### INSTRUCTIONS TO FOLLOW
From the records below, copy every line that contains the word "debug".

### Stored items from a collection
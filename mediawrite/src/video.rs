/*!
    Video stream writer.
*/

use ffmpeg_next::util::frame::video::Video as VideoFrameFFmpeg;
use tracing::{debug, warn};

use ffmpeg_encode::{Encoder, VideoStreamConfig, hdr};
use ffmpeg_sink::PacketSink;
use ffmpeg_transform::{ColorDetails, PixelConverter, PixelConverterConfig};
use ffmpeg_types::{Error, HdrMetadata, Image, RationalTime, Result, VideoInfo};

use crate::mux::encode_and_write;

/**
    Converts caller images into the encoder's pixel format and pushes them
    through the encoder.

    The encode frame is allocated once and reused for every image. Frame
    times are counted in frames of the source rate, so an encoder opened at
    another rate plays the same frames faster or slower.
*/
pub struct VideoStreamWriter<E> {
    encoder: E,
    converter: PixelConverter,
    frame: VideoFrameFFmpeg,
    fps: f64,
    start_time: RationalTime,
    pending_hdr: Option<HdrMetadata>,
    frames: u64,
    packets: u64,
    flushed: bool,
}

impl<E> VideoStreamWriter<E>
where
    E: Encoder<Frame = VideoFrameFFmpeg>,
{
    /**
        Create a writer for images described by `source` feeding an encoder
        opened with `config`.
    */
    pub fn new(encoder: E, config: &VideoStreamConfig, source: &VideoInfo) -> Result<Self> {
        let color = ColorDetails::for_source(
            source.pixel_format,
            config.color.range,
            config.color.space,
        );
        let converter = PixelConverter::new(
            PixelConverterConfig::new(
                source.pixel_format,
                config.pixel_format,
                config.width,
                config.height,
            )
            .with_color(color),
        )?;
        let frame = converter.alloc_output();
        Ok(Self {
            encoder,
            converter,
            frame,
            fps: source.frame_rate.to_f64(),
            start_time: config.start_time,
            pending_hdr: None,
            frames: 0,
            packets: 0,
            flushed: false,
        })
    }

    /**
        Check that an image matches the stream description.
    */
    pub fn check(&self, image: &Image) -> Result<()> {
        image.validate()?;
        let expected = self.converter.config();
        let info = &image.info;
        if info.width != expected.width
            || info.height != expected.height
            || info.format != expected.src_format
        {
            return Err(Error::invalid_data(format!(
                "image is {}x{} {}, stream expects {}x{} {}",
                info.width,
                info.height,
                info.format,
                expected.width,
                expected.height,
                expected.src_format
            )));
        }
        Ok(())
    }

    /**
        Frame index of `time` at the source rate, relative to the stream
        start.
    */
    pub fn frame_pts(&self, time: RationalTime) -> i64 {
        (time - self.start_time).to_units(self.fps)
    }

    /**
        Convert and encode one image presented at `time`.
    */
    pub fn write<S: PacketSink + ?Sized>(
        &mut self,
        time: RationalTime,
        image: &Image,
        sink: &mut S,
    ) -> Result<()> {
        if let Some(hdr) = image.hdr() {
            match hdr {
                Ok(hdr) => self.pending_hdr = Some(hdr),
                Err(e) => warn!(error = %e, "ignoring malformed hdr tag"),
            }
        }

        self.converter.convert(image, &mut self.frame)?;

        match self.pending_hdr.take() {
            Some(hdr) => {
                debug!(max_cll = hdr.max_cll, max_fall = hdr.max_fall, "attaching hdr metadata");
                hdr::attach(&mut self.frame, &hdr)?;
            }
            None => hdr::clear(&mut self.frame),
        }

        let pts = self.frame_pts(time);
        self.frame.set_pts(Some(pts));

        self.packets += encode_and_write(&mut self.encoder, Some(&self.frame), sink)? as u64;
        self.frames += 1;
        Ok(())
    }

    /**
        Flush the encoder. Does nothing after the first call.
    */
    pub fn finish<S: PacketSink + ?Sized>(&mut self, sink: &mut S) -> Result<()> {
        if self.flushed {
            return Ok(());
        }
        self.flushed = true;
        self.packets += encode_and_write(&mut self.encoder, None, sink)? as u64;
        debug!(frames = self.frames, packets = self.packets, "flushed video");
        Ok(())
    }

    pub fn frames_written(&self) -> u64 {
        self.frames
    }

    pub fn packets_written(&self) -> u64 {
        self.packets
    }

    pub fn encoder(&self) -> &E {
        &self.encoder
    }
}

### ANSWER SECTION
use tracing::{debug, warn};
                debug!(max_cll = hdr.max_cll, max_fall = hdr.max_fall, "attaching hdr metadata");
        debug!(frames = self.frames, packets = self.packets, "flushed video");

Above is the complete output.